● WHAT IS NEEDED: Only the lines running from the line with "assert_eq!(updated.status(), InstanceStatus::Created);" to the end of the records below belong in the answer, each copied exactly.

┌──

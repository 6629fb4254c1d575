//! Authoritative store of instance metadata.

use crate::error::{ControlPlaneError, Result};
use crate::orchestrator::PlatformOrchestrator;
use crate::types::{Instance, InstanceId, InstanceStatus, Platform};
use dashmap::mapref::entry::Entry;
use dashmap::DashMap;
use std::sync::Arc;

/// Manages instance metadata keyed by id.
///
/// # Thread Safety
///
/// Records live in a sharded concurrent map. Each operation on one id is a
/// single locked write on that id's shard; different ids proceed in parallel.
pub struct InstanceRegistry {
    instances: DashMap<InstanceId, Instance>,
    orchestrator: Arc<PlatformOrchestrator>,
}

impl InstanceRegistry {
    /// Create an empty registry.
    pub fn new(orchestrator: Arc<PlatformOrchestrator>) -> Self {
        Self {
            instances: DashMap::new(),
            orchestrator,
        }
    }

    /// Register a new instance in status `Created`.
    ///
    /// When `platform` is `None` the orchestrator's placement strategy picks one.
    pub fn create(
        &self,
        name: impl Into<String>,
        description: impl Into<String>,
        platform: Option<Platform>,
    ) -> Instance {
        let platform = platform.unwrap_or_else(|| self.orchestrator.select_platform());
        let instance = Instance::new(name, description, platform);
        self.instances.insert(instance.id().clone(), instance.clone());
        tracing::info!(
            instance_id = %instance.id(),
            name = %instance.name,
            %platform,
            "Instance registered"
        );
        instance
    }

    /// Replace the editable fields of an instance.
    ///
    /// The id, status and creation time of the stored record are kept; the
    /// id carried by `instance` is ignored.
    ///
    /// # Errors
    ///
    /// Returns `InstanceNotFound` if `id` is unknown.
    pub fn update(&self, id: &InstanceId, instance: Instance) -> Result<Instance> {
        let mut entry = self
            .instances
            .get_mut(id)
            .ok_or_else(|| ControlPlaneError::InstanceNotFound(id.clone()))?;
        entry.apply_update(instance);
        tracing::debug!(instance_id = %id, "Instance updated");
        Ok(entry.value().clone())
    }

    /// Set the coarse lifecycle status of an instance.
    ///
    /// # Errors
    ///
    /// Returns `InstanceNotFound` if `id` is unknown.
    pub fn update_status(&self, id: &InstanceId, status: InstanceStatus) -> Result<Instance> {
        let mut entry = self
            .instances
            .get_mut(id)
            .ok_or_else(|| ControlPlaneError::InstanceNotFound(id.clone()))?;
        let old = entry.status();
        entry.set_status(status);
        tracing::debug!(instance_id = %id, from = %old, to = %status, "Instance status updated");
        Ok(entry.value().clone())
    }

    /// Remove an instance. Returns whether it existed.
    pub fn delete(&self, id: &InstanceId) -> bool {
        let existed = self.instances.remove(id).is_some();
        if existed {
            tracing::info!(instance_id = %id, "Instance removed from registry");
        }
        existed
    }

    /// Re-insert a record loaded from durable storage, keeping its id,
    /// status and timestamps. Returns `false` if the id is already present.
    pub fn restore(&self, instance: Instance) -> bool {
        match self.instances.entry(instance.id().clone()) {
            Entry::Occupied(_) => false,
            Entry::Vacant(slot) => {
                tracing::debug!(instance_id = %instance.id(), "Instance restored");
                slot.insert(instance);
                true
            }
        }
    }

    /// Check if an instance exists.
    pub fn exists(&self, id: &InstanceId) -> bool {
        self.instances.contains_key(id)
    }

    /// Get a snapshot of an instance.
    pub fn get(&self, id: &InstanceId) -> Option<Instance> {
        self.instances.get(id).map(|e| e.value().clone())
    }

    /// List all instances, oldest first.
    pub fn list(&self) -> Vec<Instance> {
        let mut all: Vec<Instance> = self.instances.iter().map(|e| e.value().clone()).collect();
        all.sort_by_key(|i| i.created_at());
        all
    }

    /// List instances currently in `status`, oldest first.
    pub fn list_by_status(&self, status: InstanceStatus) -> Vec<Instance> {
        let mut matching: Vec<Instance> = self
            .instances
            .iter()
            .filter(|e| e.status() == status)
            .map(|e| e.value().clone())
            .collect();
        matching.sort_by_key(|i| i.created_at());
        matching
    }

    /// Number of registered instances.
    pub fn count(&self) -> usize {
        self.instances.len()
    }
}

#[cfg(test)]
mod tests {
    use super::*;
    use crate::allocator::PortAllocator;
    use crate::factory::ManagerRegistry;
    use crate::manager::InstanceManager;
    use crate::platform::{ContainerManager, ProcessManager};

    fn registry() -> InstanceRegistry {
        let managers: Vec<Arc<dyn InstanceManager>> = vec![
            Arc::new(ProcessManager::new()),
            Arc::new(ContainerManager::new()),
        ];
        let managers = Arc::new(ManagerRegistry::new(managers, Platform::Process).unwrap());
        let orchestrator = Arc::new(PlatformOrchestrator::new(
            managers,
            Arc::new(PortAllocator::default()),
        ));
        InstanceRegistry::new(orchestrator)
    }

    #[test]
    fn test_create_uses_default_platform() {
        let registry = registry();
        let instance = registry.create("alpha", "first", None);
        assert_eq!(instance.platform, Platform::Process);
        assert_eq!(instance.status(), InstanceStatus::Created);
        assert!(registry.exists(instance.id()));
        assert_eq!(registry.count(), 1);
    }

    #[test]
    fn test_create_with_explicit_platform() {
        let registry = registry();
        let instance = registry.create("beta", "", Some(Platform::Container));
        assert_eq!(instance.platform, Platform::Container);
    }

    #[test]
    fn test_ids_are_unique() {
        let registry = registry();
        let a = registry.create("a", "", None);
        let b = registry.create("a", "", None);
        assert_ne!(a.id(), b.id());
    }

    #[test]
    fn test_update_status_stamps_modified_time() {
        let registry = registry();
        let instance = registry.create("alpha", "", None);
        let updated = registry
            .update_status(instance.id(), InstanceStatus::Running)
            .unwrap();
        assert_eq!(updated.status(), InstanceStatus::Running);
        assert!(updated.updated_at() >= instance.updated_at());
        assert_eq!(updated.created_at(), instance.created_at());
    }

    #[test]
    fn test_update_cannot_change_id_or_status() {
        let registry = registry();
        let instance = registry.create("alpha", "", None);
        let mut replacement = registry.create("other", "", None);
        registry
            .update_status(replacement.id(), InstanceStatus::Error)
            .unwrap();
        replacement = registry.get(replacement.id()).unwrap();
        replacement.name = "renamed".to_string();
        replacement.metadata.insert("team".into(), "data".into());

        let updated = registry.update(instance.id(), replacement).unwrap();
        assert_eq!(updated.id(), instance.id());
        assert_eq!(updated.name, "renamed");
        assert_eq!(updated.status(), InstanceStatus::Created);
        assert_eq!(updated.metadata.get("team").map(String::as_str), Some("data"));
    }

    #[test]
    fn test_missing_instance_errors() {
        let registry = registry();
        let id = InstanceId::new();
        assert!(matches!(
            registry.update_status(&id, InstanceStatus::Running),
            Err(ControlPlaneError::InstanceNotFound(_))
        ));
        let other = registry.create("x", "", None);
        assert!(matches!(
            registry.update(&id, other),
            Err(ControlPlaneError::InstanceNotFound(_))
        ));
    }

    #[test]
    fn test_restore_keeps_identity_and_status() {
        let source = registry();
        let created = source.create("alpha", "", None);
        let running = source.update_status(created.id(), InstanceStatus::Running).unwrap();

        let target = registry();
        assert!(target.restore(running.clone()));
        assert!(!target.restore(running.clone()));
        assert_eq!(target.get(running.id()), Some(running));
    }

    #[test]
    fn test_delete_reports_existence() {
        let registry = registry();
        let instance = registry.create("alpha", "", None);
        assert!(registry.delete(instance.id()));
        assert!(!registry.delete(instance.id()));
        assert!(!registry.exists(instance.id()));
        assert!(registry.get(instance.id()).is_none());
    }

    #[test]
    fn test_list_by_status() {
        let registry = registry();
        let a = registry.create("a", "", None);
        registry.create("b", "", None);
        registry.update_status(a.id(), InstanceStatus::Running).unwrap();

        assert_eq!(registry.list().len(), 2);
        let running = registry.list_by_status(InstanceStatus::Running);
        assert_eq!(running.len(), 1);
        assert_eq!(running[0].id(), a.id());
    }
}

└──

● WRITTEN RESPONSE:
        assert_eq!(updated.status(), InstanceStatus::Created);
        assert_eq!(updated.metadata.get("team").map(String::as_str), Some("data"));
    }

    #[test]
    fn test_missing_instance_errors() {
        let registry = registry();
        let id = InstanceId::new();
        assert!(matches!(
            registry.update_status(&id, InstanceStatus::Running),
            Err(ControlPlaneError::InstanceNotFound(_))
        ));
        let other = registry.create("x", "", None);
        assert!(matches!(
            registry.update(&id, other),
            Err(ControlPlaneError::InstanceNotFound(_))
        ));
    }

    #[test]
    fn test_restore_keeps_identity_and_status() {
        let source = registry();
        let created = source.create("alpha", "", None);
        let running = source.update_status(created.id(), InstanceStatus::Running).unwrap();

        let target = registry();
        assert!(target.restore(running.clone()));
        assert!(!target.restore(running.clone()));
        assert_eq!(target.get(running.id()), Some(running));
    }

    #[test]
    fn test_delete_reports_existence() {
        let registry = registry();
        let instance = registry.create("alpha", "", None);
        assert!(registry.delete(instance.id()));
        assert!(!registry.delete(instance.id()));
        assert!(!registry.exists(instance.id()));
        assert!(registry.get(instance.id()).is_none());
    }

    #[test]
    fn test_list_by_status() {
        let registry = registry();
        let a = registry.create("a", "", None);
        registry.create("b", "", None);
        registry.update_status(a.id(), InstanceStatus::Running).unwrap();

        assert_eq!(registry.list().len(), 2);
        let running = registry.list_by_status(InstanceStatus::Running);
        assert_eq!(running.len(), 1);
        assert_eq!(running[0].id(), a.id());
    }
}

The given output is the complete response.